EXERCISE DETAILS:
Every line of the data should be output word for word.

TASK DATA Block Start

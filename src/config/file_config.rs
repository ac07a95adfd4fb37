use anyhow::{Context, Result};
use serde::Deserialize;
use std::path::Path;

#[derive(Debug, Deserialize, Default)]
#[serde(default)]
pub struct FileConfig {
    // Core settings (can override CLI)
    pub db_path: Option<String>,
    pub time_zone: Option<String>,

    pub analytics: Option<AnalyticsConfig>,
}

#[derive(Debug, Deserialize, Default, Clone)]
#[serde(default)]
pub struct AnalyticsConfig {
    pub top_tracks_limit: Option<usize>,
    pub recent_events_limit: Option<usize>,
}

impl FileConfig {
    pub fn load(path: &Path) -> Result<Self> {
        let content = std::fs::read_to_string(path)
            .with_context(|| format!("Failed to read config file: {:?}", path))?;
        toml::from_str(&content).with_context(|| format!("Failed to parse config file: {:?}", path))
    }
}

#[cfg(test)]
mod tests {
    use super::*;
    use tempfile::TempDir;

    #[test]
    fn test_load_full_file() {
        let temp_dir = TempDir::new().unwrap();
        let path = temp_dir.path().join("config.toml");
        std::fs::write(
            &path,
            r#"
db_path = "/data/listen.db"
time_zone = "Europe/Moscow"

[analytics]
top_tracks_limit = 10
"#,
        )
        .unwrap();

        let config = FileConfig::load(&path).unwrap();
        assert_eq!(config.db_path.as_deref(), Some("/data/listen.db"));
        assert_eq!(config.time_zone.as_deref(), Some("Europe/Moscow"));
        let analytics = config.analytics.unwrap();
        assert_eq!(analytics.top_tracks_limit, Some(10));
        assert_eq!(analytics.recent_events_limit, None);
    }

    #[test]
    fn test_load_rejects_malformed_file() {
        let temp_dir = TempDir::new().unwrap();
        let path = temp_dir.path().join("config.toml");
        std::fs::write(&path, "db_path = [unclosed").unwrap();

        let err = FileConfig::load(&path).unwrap_err();
        assert!(err.to_string().contains("Failed to parse config file"));
    }
}
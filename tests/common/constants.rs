//! Shared constants for end-to-end tests
//!
//! When the fixture dataset changes, update only this file.

/// Header of a complete listening export
pub const CSV_HEADER: &str =
    "artist_name,album_name,track_name,track_id,album_release_date,explicit";

/// Seed for the timestamp generator, so event times are reproducible
pub const TEST_SEED: u64 = 20140501;

// ============================================================================
// Rows
// ============================================================================

pub const SIA_ROW: &str = "Sia,1000 Forms of Fear,Chandelier,t1,2014-05-01,";
pub const SIA_EXPLICIT_ROW: &str = "Sia,1000 Forms of Fear,Elastic Heart,t2,2014-05-01,True";
pub const ADELE_ROW: &str = "Adele,25,Hello,t3,2015-11-20,0";
pub const DAFT_PUNK_ROW: &str = "Daft Punk,Random Access Memories,Get Lucky,t4,2013-05-17,yes";

/// Released before the window opens
pub const OLD_ROW: &str = "Oasis,Morning Glory,Wonderwall,t5,1999-01-01,";

/// Artist is whitespace only
pub const BLANK_ARTIST_ROW: &str = "   ,Nameless,Ghost,t6,2014-01-01,";

/// No release date at all
pub const UNDATED_ROW: &str = "Nobody,Untitled,Silence,t7,,";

TASK DATA Block End

TASK ANSWER:
filename src/config/file_config.rs
repository ac07a95adfd4fb37
use anyhow::{Context, Result};
use serde::Deserialize;
use std::path::Path;

#[derive(Debug, Deserialize, Default)]
#[serde(default)]
pub struct FileConfig {
    // Core settings (can override CLI)
    pub db_path: Option<String>,
    pub time_zone: Option<String>,

    pub analytics: Option<AnalyticsConfig>,
}

#[derive(Debug, Deserialize, Default, Clone)]
#[serde(default)]
pub struct AnalyticsConfig {
    pub top_tracks_limit: Option<usize>,
    pub recent_events_limit: Option<usize>,
}

impl FileConfig {
    pub fn load(path: &Path) -> Result<Self> {
        let content = std::fs::read_to_string(path)
            .with_context(|| format!("Failed to read config file: {:?}", path))?;
        toml::from_str(&content).with_context(|| format!("Failed to parse config file: {:?}", path))
    }
}

#[cfg(test)]
mod tests {
    use super::*;
    use tempfile::TempDir;

    #[test]
    fn test_load_full_file() {
        let temp_dir = TempDir::new().unwrap();
        let path = temp_dir.path().join("config.toml");
        std::fs::write(
            &path,
            r#"
db_path = "/data/listen.db"
time_zone = "Europe/Moscow"

[analytics]
top_tracks_limit = 10
"#,
        )
        .unwrap();

        let config = FileConfig::load(&path).unwrap();
        assert_eq!(config.db_path.as_deref(), Some("/data/listen.db"));
        assert_eq!(config.time_zone.as_deref(), Some("Europe/Moscow"));
        let analytics = config.analytics.unwrap();
        assert_eq!(analytics.top_tracks_limit, Some(10));
        assert_eq!(analytics.recent_events_limit, None);
    }

    #[test]
    fn test_load_rejects_malformed_file() {
        let temp_dir = TempDir::new().unwrap();
        let path = temp_dir.path().join("config.toml");
        std::fs::write(&path, "db_path = [unclosed").unwrap();

        let err = FileConfig::load(&path).unwrap_err();
        assert!(err.to_string().contains("Failed to parse config file"));
    }
}
filename tests/common/constants.rs
//! Shared constants for end-to-end tests
//!
//! When the fixture dataset changes, update only this file.

/// Header of a complete listening export
pub const CSV_HEADER: &str =
    "artist_name,album_name,track_name,track_id,album_release_date,explicit";

/// Seed for the timestamp generator, so event times are reproducible
pub const TEST_SEED: u64 = 20140501;

// ============================================================================
// Rows
// ============================================================================

pub const SIA_ROW: &str = "Sia,1000 Forms of Fear,Chandelier,t1,2014-05-01,";
pub const SIA_EXPLICIT_ROW: &str = "Sia,1000 Forms of Fear,Elastic Heart,t2,2014-05-01,True";
pub const ADELE_ROW: &str = "Adele,25,Hello,t3,2015-11-20,0";
pub const DAFT_PUNK_ROW: &str = "Daft Punk,Random Access Memories,Get Lucky,t4,2013-05-17,yes";

/// Released before the window opens
pub const OLD_ROW: &str = "Oasis,Morning Glory,Wonderwall,t5,1999-01-01,";

/// Artist is whitespace only
pub const BLANK_ARTIST_ROW: &str = "   ,Nameless,Ghost,t6,2014-01-01,";

/// No release date at all
pub const UNDATED_ROW: &str = "Nobody,Untitled,Silence,t7,,";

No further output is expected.